Average internet speeds are a complicated topic that tells only a fragmented picture of a country's infrastructure. Some highly developed nations offer lower speeds, while other developing nations top the list in average bandwidth availability. The Baltic countries find themselves towards the middle of the pack on this average internet speed list. Though not ideal for citizens, these speeds which are not among the fastest don't produce many appreciable negative effects for average users.

Baltic Average Performance

For internet speed metrics, several major websites collect and compare world performance. According to this data, Lithuania is the fastest performing in the Baltics, offering average broadband and mobile speeds of 103.26 and 84.8 Mbps respectively. Latvia claims average broadband speeds of 81 Mbps, while its mobile average speeds sit around 64.42 Mbps. Estonia features slightly lower average broadband speeds of 76.46 Mbps, and slightly faster average mobile speeds of 72.07 Mbps.

For reference, the highest average broadband speeds are found in Singapore at 264.15 Mbps, while the fastest average mobile speeds come from the UAE, reaching 269.41 Mbps. The lowest overall measurable speeds according to this data are found in Cuba, with average broadband and mobile speeds of 2.19 Mbps and 3.33 Mbps respectively.

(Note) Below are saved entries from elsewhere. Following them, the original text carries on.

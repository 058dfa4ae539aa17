//! Content type inference from the file extension

use std::path::Path;

pub const DEFAULT_CONTENT_TYPE: &str = "application/octet-stream";

/// Content type for `path`; extension match is exact (case-sensitive)
pub fn content_type_for(path: &Path) -> &'static str {
    match path.extension().and_then(|ext| ext.to_str()) {
        Some("html") => "text/html",
        Some("js") => "text/javascript",
        Some("css") => "text/css",
        Some("json") => "application/json",
        Some("png") => "image/png",
        Some("jpg") => "image/jpeg",
        Some("gif") => "image/gif",
        Some("ico") => "image/x-icon",
        Some("wasm") => "application/wasm",
        _ => DEFAULT_CONTENT_TYPE,
    }
}

#[cfg(test)]
mod tests {
    use super::*;

    #[test]
    fn test_known_extensions() {
        assert_eq!(content_type_for(Path::new("/site/index.html")), "text/html");
        assert_eq!(content_type_for(Path::new("pkg/punch_web.js")), "text/javascript");
        assert_eq!(content_type_for(Path::new("favicon.ico")), "image/x-icon");
        assert_eq!(content_type_for(Path::new("photo.jpg")), "image/jpeg");
        assert_eq!(content_type_for(Path::new("pkg/punch_web_bg.wasm")), "application/wasm");
    }

    #[test]
    fn test_fallback() {
        assert_eq!(content_type_for(Path::new("notes.txt")), DEFAULT_CONTENT_TYPE);
        assert_eq!(content_type_for(Path::new("Makefile")), DEFAULT_CONTENT_TYPE);
        assert_eq!(content_type_for(Path::new("photo.jpeg")), DEFAULT_CONTENT_TYPE);
        assert_eq!(content_type_for(Path::new("INDEX.HTML")), DEFAULT_CONTENT_TYPE);
    }
}
//! Kinematics module - joint angles and forward kinematics of the punch chain
//!
//! Re-exports only. All logic in submodules.

mod params;
mod angles;
mod pose;
mod presets;

pub use params::{ParamId, ParamRange, Parameters, PARAM_IDS};
pub use angles::{
    interior_angle, resolve_joint_angles, spine_response_time, wrap_degrees,
    AngleSource, Joint, JointAngles,
};
pub use pose::{
    compute_pose, Point, Pose, PoseMetrics, Segment,
    POSE_POINT_COUNT, TARGET_OFFSET_CM, TARGET_RADIUS_CM,
};
pub use presets::{PunchType, RotationPreset, PUNCH_TYPES};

What Does This All Mean for Users?

While an average speed is a limited measure of what each online user in the Baltics can expect, it can still illustrate the kinds of uses that are possible. For comparison, we'll use the lowest average speed on this list 64.42 Mbps as a baseline.

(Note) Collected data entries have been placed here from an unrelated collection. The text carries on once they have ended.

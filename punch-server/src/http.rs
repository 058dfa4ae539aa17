//! Minimal HTTP/1.1 framing - request line in, full response out

use crate::error::ServeError;

/// Parsed request line
#[derive(Clone, Debug, PartialEq, Eq)]
pub struct Request {
    pub method: String,
    /// Raw request target, query string included
    pub target: String,
}

impl Request {
    /// Parse `METHOD TARGET HTTP/x.y`
    pub fn parse_line(line: &str) -> Result<Self, ServeError> {
        let mut parts = line.trim_end_matches(['\r', '\n']).split(' ');
        let (Some(method), Some(target), Some(version), None) =
            (parts.next(), parts.next(), parts.next(), parts.next())
        else {
            return Err(ServeError::BadRequest(format!("malformed request line: {line:?}")));
        };

        if method.is_empty() || !target.starts_with('/') || !version.starts_with("HTTP/") {
            return Err(ServeError::BadRequest(format!("malformed request line: {line:?}")));
        }

        Ok(Self {
            method: method.to_string(),
            target: target.to_string(),
        })
    }
}

pub fn strip_query(target: &str) -> &str {
    let end = target.find(['?', '#']).unwrap_or(target.len());
    &target[..end]
}

#[derive(Clone, Debug, PartialEq, Eq)]
pub struct Response {
    pub status: u16,
    pub content_type: &'static str,
    pub body: Vec<u8>,
}

impl Response {
    pub fn ok(content_type: &'static str, body: Vec<u8>) -> Self {
        Self { status: 200, content_type, body }
    }

    pub fn from_error(err: &ServeError) -> Self {
        Self {
            status: err.status(),
            content_type: "text/html",
            body: err.body().as_bytes().to_vec(),
        }
    }

    pub fn reason(&self) -> &'static str {
        match self.status {
            200 => "OK",
            400 => "Bad Request",
            404 => "Not Found",
            500 => "Internal Server Error",
            _ => "",
        }
    }

    /// Status line, headers and body, ready to write
    pub fn to_bytes(&self) -> Vec<u8> {
        let head = format!(
            "HTTP/1.1 {} {}\r\nContent-Type: {}\r\nContent-Length: {}\r\nConnection: close\r\n\r\n",
            self.status,
            self.reason(),
            self.content_type,
            self.body.len(),
        );
        let mut bytes = Vec::with_capacity(head.len() + self.body.len());
        bytes.extend_from_slice(head.as_bytes());
        bytes.extend_from_slice(&self.body);
        bytes
    }
}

For low-data uses, this speed will be more than enough to deliver what users want without compromise. Consider a typical international use like playing online casinos with the NJ casino online app. Accessing this app means downloading a few dozen megabytes of data from the Apple or Google Play stores, browsing the service, and downloading and playing the likes of slots and table games. These are all common forms of activities enjoyed by Baltic users, and they’ll never face performance hurdles while running these games at this lower average speed.

The more demanding uses from most users are seen in ultra-HD video streams from a service like YouTube or Hulu. Even in this case, the demands on an internet connection are only around 20 Mbps at 4K, still less than a third of the lowest average speed.

The only real confounding issue here is that bandwidth is shared over all connections on one network. This means that four simultaneous users on a 60 Mbps connection are effectively running on 15 Mbps each, though this divide is rarely so well-managed or split.

The takeaway from these examples is that while average speeds in the Baltics aren't the highest, they're still far more than most users or households will need. Though there might be exceptions in video gaming or download-heavy users, our current systems are easy enough to cater to most uses. While speeds will undoubtedly increase in the future, and faster and cheaper connectivity plans will become more easily available, don't feel like you require a drastic upgrade, at least not for a few years yet.